The number of open access (OA) research articles published annually is growing at double the rate of the complete spectrum of research articles — this according to the most recent report from media and publishing intelligence firm Simba Information.
The report, Open Access Journal Publishing 2016-2020, found that open access already represents about a third of all research articles published when articles completing their embargo periods are included.
Open access is the online digital delivery of scholarly research free of charge and without most copyright and licensing restrictions. The term was only coined a dozen years ago and the concept continues to be the subject of fierce debate about how free is free (costs) and how open is open (copyrights). Some articles are freely accessible right away because they are published in an open journal or because a fee has been paid to make it accessible. Other articles are made available after an embargo period, usually six months, has passed.

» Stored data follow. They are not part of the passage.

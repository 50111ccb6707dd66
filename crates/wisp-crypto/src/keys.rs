//! Ed25519 identities and signatures.
//!
//! A [`KeyPair`] always carries the 32-byte public key. The 64-byte secret key
//! (`seed ‖ public_key`) is optional: a public-only key pair marks an identity
//! whose secret never leaves its owner, and every operation that needs it must
//! be delegated to the owner instead.
//!
//! ## Usage
//!
//! ```
//! use wisp_crypto::keys::KeyPair;
//!
//! let key_pair = KeyPair::generate();
//! let signature = key_pair.sign(b"announce").unwrap();
//! assert!(signature.verify(&key_pair.public_key, b"announce").is_ok());
//!
//! let public_only = key_pair.public_only();
//! assert!(!public_only.is_custodial());
//! ```

use crate::CryptoError;
use ed25519_dalek::{Signer, Verifier};
use rand_core::OsRng;
use std::fmt;
use zeroize::{Zeroize, ZeroizeOnDrop, Zeroizing};

/// Ed25519 public key (32 bytes)
#[derive(Clone, Copy, PartialEq, Eq, Hash, PartialOrd, Ord, Default)]
pub struct PublicKey([u8; 32]);

impl PublicKey {
    /// Create a public key from raw bytes
    #[must_use]
    pub const fn from_bytes(bytes: [u8; 32]) -> Self {
        Self(bytes)
    }

    /// Create a public key from a slice
    ///
    /// # Errors
    ///
    /// Returns [`CryptoError::InvalidKeyLength`] if the slice is not 32 bytes.
    pub fn from_slice(slice: &[u8]) -> Result<Self, CryptoError> {
        let bytes: [u8; 32] = slice.try_into().map_err(|_| CryptoError::InvalidKeyLength {
            expected: 32,
            actual: slice.len(),
        })?;
        Ok(Self(bytes))
    }

    /// Get the raw key bytes
    #[must_use]
    pub const fn as_bytes(&self) -> &[u8; 32] {
        &self.0
    }

    /// Map the Ed25519 point to its X25519 (Montgomery) form for Noise.
    ///
    /// # Errors
    ///
    /// Returns [`CryptoError::InvalidPublicKey`] if the bytes are not a valid
    /// Edwards point.
    pub fn to_x25519(&self) -> Result<[u8; 32], CryptoError> {
        let verifying = ed25519_dalek::VerifyingKey::from_bytes(&self.0)
            .map_err(|_| CryptoError::InvalidPublicKey)?;
        Ok(verifying.to_montgomery().to_bytes())
    }
}

impl fmt::Debug for PublicKey {
    fn fmt(&self, f: &mut fmt::Formatter<'_>) -> fmt::Result {
        write!(f, "PublicKey({})", hex::encode(&self.0[..8]))
    }
}

impl fmt::Display for PublicKey {
    fn fmt(&self, f: &mut fmt::Formatter<'_>) -> fmt::Result {
        f.write_str(&hex::encode(self.0))
    }
}

impl From<[u8; 32]> for PublicKey {
    fn from(bytes: [u8; 32]) -> Self {
        Self(bytes)
    }
}

/// Ed25519 secret key in the 64-byte `seed ‖ public_key` layout.
///
/// Zeroized on drop.
#[derive(Clone, Zeroize, ZeroizeOnDrop, PartialEq, Eq)]
pub struct SecretKey([u8; 64]);

impl SecretKey {
    /// Create a secret key from raw bytes
    #[must_use]
    pub const fn from_bytes(bytes: [u8; 64]) -> Self {
        Self(bytes)
    }

    /// Create a secret key from a slice
    ///
    /// # Errors
    ///
    /// Returns [`CryptoError::InvalidKeyLength`] if the slice is not 64 bytes.
    pub fn from_slice(slice: &[u8]) -> Result<Self, CryptoError> {
        let bytes: [u8; 64] = slice.try_into().map_err(|_| CryptoError::InvalidKeyLength {
            expected: 64,
            actual: slice.len(),
        })?;
        Ok(Self(bytes))
    }

    /// Get the raw key bytes (handle with care)
    #[must_use]
    pub const fn as_bytes(&self) -> &[u8; 64] {
        &self.0
    }

    fn signing_key(&self) -> Result<ed25519_dalek::SigningKey, CryptoError> {
        ed25519_dalek::SigningKey::from_keypair_bytes(&self.0).map_err(|_| CryptoError::KeyMismatch)
    }
}

impl fmt::Debug for SecretKey {
    fn fmt(&self, f: &mut fmt::Formatter<'_>) -> fmt::Result {
        f.write_str("SecretKey([REDACTED])")
    }
}

/// Ed25519 signature (64 bytes)
#[derive(Clone, Copy, Debug, PartialEq, Eq)]
pub struct Signature([u8; 64]);

impl Signature {
    /// Create a signature from raw bytes
    #[must_use]
    pub const fn from_bytes(bytes: [u8; 64]) -> Self {
        Self(bytes)
    }

    /// Create a signature from a slice
    ///
    /// # Errors
    ///
    /// Returns [`CryptoError::InvalidSignature`] if the slice is not exactly 64 bytes.
    pub fn from_slice(slice: &[u8]) -> Result<Self, CryptoError> {
        let bytes: [u8; 64] = slice.try_into().map_err(|_| CryptoError::InvalidSignature)?;
        Ok(Self(bytes))
    }

    /// Get the raw signature bytes
    #[must_use]
    pub const fn as_bytes(&self) -> &[u8; 64] {
        &self.0
    }

    /// Verify this signature over `message` for `public_key`.
    ///
    /// # Errors
    ///
    /// Returns [`CryptoError::InvalidPublicKey`] for a malformed key and
    /// [`CryptoError::InvalidSignature`] if the signature does not authenticate
    /// the message.
    pub fn verify(&self, public_key: &PublicKey, message: &[u8]) -> Result<(), CryptoError> {
        let verifying = ed25519_dalek::VerifyingKey::from_bytes(public_key.as_bytes())
            .map_err(|_| CryptoError::InvalidPublicKey)?;
        verifying
            .verify(message, &ed25519_dalek::Signature::from_bytes(&self.0))
            .map_err(|_| CryptoError::InvalidSignature)
    }
}

/// Identity key pair; the secret half is absent in non-custodial use.
#[derive(Clone, PartialEq, Eq)]
pub struct KeyPair {
    /// Public key
    pub public_key: PublicKey,
    /// Secret key, `None` when the owner keeps it elsewhere
    pub secret_key: Option<SecretKey>,
}

impl KeyPair {
    /// Generate a new random key pair
    #[must_use]
    pub fn generate() -> Self {
        let signing = ed25519_dalek::SigningKey::generate(&mut OsRng);
        Self::from_signing_key(&signing)
    }

    /// Derive a key pair deterministically from a 32-byte seed
    #[must_use]
    pub fn from_seed(seed: &[u8; 32]) -> Self {
        let signing = ed25519_dalek::SigningKey::from_bytes(seed);
        Self::from_signing_key(&signing)
    }

    /// Pair a public key with an optional secret key.
    ///
    /// # Errors
    ///
    /// Returns [`CryptoError::KeyMismatch`] if the secret key belongs to a
    /// different public key.
    pub fn new(public_key: PublicKey, secret_key: Option<SecretKey>) -> Result<Self, CryptoError> {
        if let Some(secret) = &secret_key {
            let signing = secret.signing_key()?;
            if signing.verifying_key().to_bytes() != *public_key.as_bytes() {
                return Err(CryptoError::KeyMismatch);
            }
        }
        Ok(Self {
            public_key,
            secret_key,
        })
    }

    /// Key pair holding only the public half
    #[must_use]
    pub fn from_public_key(public_key: PublicKey) -> Self {
        Self {
            public_key,
            secret_key: None,
        }
    }

    /// Copy of this key pair without the secret half
    #[must_use]
    pub fn public_only(&self) -> Self {
        Self::from_public_key(self.public_key)
    }

    /// Whether the secret key is held locally
    #[must_use]
    pub fn is_custodial(&self) -> bool {
        self.secret_key.is_some()
    }

    /// Sign a message
    ///
    /// # Errors
    ///
    /// Returns [`CryptoError::MissingSecretKey`] for a public-only key pair.
    pub fn sign(&self, message: &[u8]) -> Result<Signature, CryptoError> {
        let signing = self.secret()?.signing_key()?;
        Ok(Signature(signing.sign(message).to_bytes()))
    }

    /// X25519 static secret used by Noise, derived from the Ed25519 seed.
    ///
    /// # Errors
    ///
    /// Returns [`CryptoError::MissingSecretKey`] for a public-only key pair.
    pub fn x25519_secret(&self) -> Result<Zeroizing<[u8; 32]>, CryptoError> {
        let signing = self.secret()?.signing_key()?;
        Ok(Zeroizing::new(signing.to_scalar_bytes()))
    }

    fn secret(&self) -> Result<&SecretKey, CryptoError> {
        self.secret_key.as_ref().ok_or(CryptoError::MissingSecretKey)
    }

    fn from_signing_key(signing: &ed25519_dalek::SigningKey) -> Self {
        Self {
            public_key: PublicKey(signing.verifying_key().to_bytes()),
            secret_key: Some(SecretKey(signing.to_keypair_bytes())),
        }
    }
}

impl fmt::Debug for KeyPair {
    fn fmt(&self, f: &mut fmt::Formatter<'_>) -> fmt::Result {
        f.debug_struct("KeyPair")
            .field("public_key", &self.public_key)
            .field("custodial", &self.is_custodial())
            .finish()
    }
}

Open access revenue generated by article processing charges (APCs) is also growing fast, but it’s a relatively small revenue stream for scholarly journal publishers.
OA sales revenue only represents 3.2% of global 2015 STM journal sales. But that business segment is a bright spot in what is otherwise a flat market for academic journal sales.
The influence of OA is felt even more strongly in the number of OA articles published. The Directory of Open Access Journals lists nearly 2.3 million OA articles.
Simba estimates this number will continue to grow and will top 3 million by 2020.
“The open access evolution is in full swing,” said Dan Strempel, senior analyst business and professional group at Simba Information. “This rate of growth will put a lot of pressure on the prevailing subscription model in the coming years. Publishers who are confident of their OA pricing and costs may increasingly choose to convert established subscription journals to an open access model.”
OA is still a young idea without the centuries of evolution of the traditional subscription and peer review methods. It took years for the online journal charging mechanisms to settle into a few discrete business models and open access still has its critics. Fundamental to the debate is the innate conflict of interest the paid gold model offers: the more that is published, the more money to be made. This creates a strong temptation to lower standards and accept anything.